COVID spreading faster in Florida but isn't as strong, UCF epidemiologist notes
Florida hospitals are seeing rising numbers of admissions, but death rates remain low by comparison. Here's what experts say that means.
Florida’s weekly average of COVID-19 hospitalizations doubled between November and January, according to data from the federal Centers for Disease Control and Prevention.
CDC data show Florida hospitalization numbers rose to a weekly average of 2,200 admissions by the first week of January.
Elena Cyrus, a epidemiologist at the University of Central Florida, said the rising rate of hospitalizations accompanied by lower death counts compared to last year means the current variant of the virus spreads faster but it isn’t as strong.

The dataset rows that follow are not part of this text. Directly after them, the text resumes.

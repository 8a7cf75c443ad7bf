//! Adapters: concrete implementations of the hexagonal port traits.
//!
//! | Adapter    | Implements      | Connects to                       |
//! |------------|-----------------|-----------------------------------|
//! | `log_sink` | EventSink       | `log` facade                      |
//! | `outbound` | EventSink       | bounded queue → peer transport    |
//! | `relay`    | ActuatorPort    | `embedded-hal` output pin         |
//! | `sim`      | SensorPort      | simulated probe and GPIO lines    |
//! | `store`    | StoragePort     | in-memory map / files on disk     |
//! | `time`     | TimePort        | host system clock                 |

pub mod log_sink;
pub mod outbound;
pub mod relay;
pub mod sim;
pub mod store;
pub mod time;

“So there's a greater number of cases, which then allows there to be a greater number of hospitalizations. But the virus is not severe enough that it causes as many deaths, as we saw at the beginning of the epidemic, or as many ICU admissions as we saw before the epidemic. So the virus itself is less virulent or less strong,” she said.
Weekly deaths in Florida are half of what they were this time two years ago, CDC data show. From Dec. 22-28, the CDC recorded 309 Florida deaths. During the same period in 2020, Florida reported 664 deaths.

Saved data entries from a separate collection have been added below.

//! Durable records kept by the thermostat.
//!
//! | Key        | Format   | Content                                      |
//! |------------|----------|----------------------------------------------|
//! | `settings` | JSON     | [`Settings`]                                 |
//! | `backup`   | JSON     | copy of `settings`, read if that is damaged  |
//! | `resume`   | JSON     | [`ResumeSnapshot`], present only while heating |
//! | `learned`  | postcard | [`LearnedRecord`]                            |
//!
//! All records live in the `thermo` namespace of a [`StoragePort`].

use log::{info, warn};
use serde::de::DeserializeOwned;
use serde::{Deserialize, Serialize};

use crate::clock::EARLIEST_VALID_EPOCH;
use crate::config::Settings;
use crate::error::{Error, Result};
use crate::fsm::StateId;
use crate::fsm::context::{EndTime, HeatingState, Owner, SessionRequest};
use crate::rules::runtime::LearnedRecord;

use super::ports::{StorageError, StoragePort};

pub const NAMESPACE: &str = "thermo";
pub const KEY_SETTINGS: &str = "settings";
pub const KEY_BACKUP: &str = "backup";
pub const KEY_RESUME: &str = "resume";
pub const KEY_LEARNED: &str = "learned";

/// Largest record the core reads or writes.
pub const MAX_RECORD_SIZE: usize = 4096;

/// A countdown longer than this cannot be trusted after a reboot without
/// a running clock; the end time is dropped.
pub const MAX_RESUME_COUNTDOWN: i64 = 4000;

// ───────────────────────────────────────────────────────────────
// Raw record helpers
// ───────────────────────────────────────────────────────────────

fn read_record(store: &impl StoragePort, key: &str) -> Result<Vec<u8>> {
    let mut buf = vec![0u8; MAX_RECORD_SIZE];
    let len = store.read(NAMESPACE, key, &mut buf)?;
    buf.truncate(len);
    Ok(buf)
}

fn read_json<T: DeserializeOwned>(store: &impl StoragePort, key: &'static str) -> Result<T> {
    let bytes = read_record(store, key)?;
    serde_json::from_slice(&bytes).map_err(|_| Error::Decode(key))
}

fn write_record(store: &mut impl StoragePort, key: &str, bytes: &[u8]) -> Result<()> {
    if bytes.len() > MAX_RECORD_SIZE {
        return Err(StorageError::Full.into());
    }
    store.write(NAMESPACE, key, bytes)?;
    Ok(())
}

// ───────────────────────────────────────────────────────────────
// Settings
// ───────────────────────────────────────────────────────────────

/// Load the settings, falling back to the backup copy when the primary
/// record is missing or damaged.
pub fn load_settings(store: &impl StoragePort) -> Result<Settings> {
    match read_json(store, KEY_SETTINGS) {
        Ok(settings) => Ok(settings),
        Err(primary) => {
            warn!("settings unreadable ({primary}), trying backup");
            let settings = read_json(store, KEY_BACKUP)?;
            info!("settings restored from backup");
            Ok(settings)
        }
    }
}

/// Validate, then write both the primary and the backup record.
pub fn save_settings(store: &mut impl StoragePort, settings: &Settings) -> Result<()> {
    settings.validate()?;
    let json = serde_json::to_vec(settings).map_err(|_| Error::Encode(KEY_SETTINGS))?;
    write_record(store, KEY_SETTINGS, &json)?;
    if let Err(e) = write_record(store, KEY_BACKUP, &json) {
        warn!("settings backup write failed: {e}");
    }
    info!("settings saved ({} bytes)", json.len());
    Ok(())
}

// ───────────────────────────────────────────────────────────────
// Resume snapshot
// ───────────────────────────────────────────────────────────────

/// Heating session as written while heating, so a reboot can pick it up.
#[derive(Debug, Clone, Default, PartialEq, Serialize, Deserialize)]
#[serde(default)]
pub struct ResumeSnapshot {
    pub heating: bool,
    #[serde(skip_serializing_if = "Option::is_none")]
    pub htemp: Option<f32>,
    /// Absolute local end time, or countdown seconds when written without
    /// a running clock.
    #[serde(skip_serializing_if = "Option::is_none")]
    pub htime: Option<i64>,
    /// Index of the owning rule.
    #[serde(skip_serializing_if = "Option::is_none")]
    pub rule: Option<usize>,
    pub remote: bool,
}

impl ResumeSnapshot {
    pub fn of(state: &HeatingState) -> Self {
        Self {
            heating: state.heating,
            htemp: (state.setpoint > 0.0).then_some(state.setpoint),
            htime: match state.end_time {
                EndTime::Unset => None,
                EndTime::At(ts) => Some(ts),
                EndTime::Countdown(left) => Some(i64::from(left)),
            },
            rule: match state.owner {
                Owner::Rule(i) => Some(i),
                _ => None,
            },
            remote: state.remote,
        }
    }

    /// Turn the snapshot back into a session.  Returns `None` when there is
    /// nothing left to resume.
    pub fn into_session(self, now: Option<i64>, rule_count: usize) -> Option<(StateId, SessionRequest)> {
        let end_time = match (self.htime, now) {
            (None, _) => EndTime::Unset,
            (Some(t), None) if t > MAX_RESUME_COUNTDOWN => {
                warn!("resume: dropping end time {t}, clock not running");
                EndTime::Unset
            }
            (Some(t), None) => EndTime::Countdown(t.max(0) as u32),
            (Some(t), Some(_)) if t >= EARLIEST_VALID_EPOCH => EndTime::At(t),
            (Some(t), Some(n)) => EndTime::At(n + t),
        };
        let setpoint = self.htemp.unwrap_or(0.0);
        if !self.heating && setpoint <= 0.0 && end_time == EndTime::Unset {
            return None;
        }

        let owner = match self.rule {
            Some(i) if i < rule_count => Owner::Rule(i),
            _ => Owner::None,
        };
        let state = match owner {
            Owner::Rule(_) => StateId::ScheduledOn,
            _ if self.remote => StateId::RemoteOn,
            _ => StateId::ManualOn,
        };
        let request = SessionRequest::Resume { setpoint, end_time, owner, remote: self.remote };
        Some((state, request))
    }
}

pub fn load_resume(store: &impl StoragePort) -> Result<Option<ResumeSnapshot>> {
    match read_json(store, KEY_RESUME) {
        Ok(snapshot) => Ok(Some(snapshot)),
        Err(Error::Storage(StorageError::NotFound)) => Ok(None),
        Err(e) => Err(e),
    }
}

pub fn save_resume(store: &mut impl StoragePort, state: &HeatingState) -> Result<()> {
    let json = serde_json::to_vec(&ResumeSnapshot::of(state)).map_err(|_| Error::Encode(KEY_RESUME))?;
    write_record(store, KEY_RESUME, &json)
}

pub fn clear_resume(store: &mut impl StoragePort) -> Result<()> {
    if store.exists(NAMESPACE, KEY_RESUME) {
        store.delete(NAMESPACE, KEY_RESUME)?;
    }
    Ok(())
}

// ───────────────────────────────────────────────────────────────
// Learned rule fields
// ───────────────────────────────────────────────────────────────

pub fn load_learned(store: &impl StoragePort) -> Result<LearnedRecord> {
    let bytes = match read_record(store, KEY_LEARNED) {
        Ok(bytes) => bytes,
        Err(Error::Storage(StorageError::NotFound)) => return Ok(LearnedRecord::default()),
        Err(e) => return Err(e),
    };
    LearnedRecord::from_bytes(&bytes).map_err(|_| Error::Decode(KEY_LEARNED))
}

pub fn save_learned(store: &mut impl StoragePort, record: &LearnedRecord) -> Result<()> {
    let bytes = record.to_bytes().map_err(|_| Error::Encode(KEY_LEARNED))?;
    write_record(store, KEY_LEARNED, &bytes)
}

Additionally, the rising hospitalization rate tells experts the virus is better at evading the vaccine, which will always be “somewhat” of a step behind the mutating virus.
"The vaccines will sort of always be slightly behind the current variation of the virus. So for every vaccine, for every virus of COVID-19, we'll never have anything like 100% coverage," Cyrus said.
COVID-winter season the new normal?
COVID joined a rise in other respiratory illnesses this winter along with RSV and the flu.
Does that mean a COVID season has become the new normal?
Cyrus said that may very well be the case, but the virus won’t be under control until hospitalizations, intensive care unit admissions and deaths begin averaging at less severe levels.
Another factor keeping the idea of "COVID increases" away from being considered a normal seasonal occurrence is the decreased amount of treatment options compared to last year.
"We thought by this time this year, and in future years, our treatment options would actually increase to mitigate some of those hospitalizations. And in fact, what happened was the reverse. We actually lost some of the treatment options," Cyrus said.
Monoclonal antibodies aren't responsive to some of the variants that exist, and Paxlovid has negative interactions with some patients with compromised immune systems.
"So, it is a new normal, but we still want to manage it better, right? We would like to see this as a new normal but at a less severe level," Cyrus said. "So that's where it should be ideally in terms of a broad epidemiological perspective is that we anticipate a great number of cases, but that the hospitalizations would be low, the deaths would also be low, and the ICU admissions would also be low."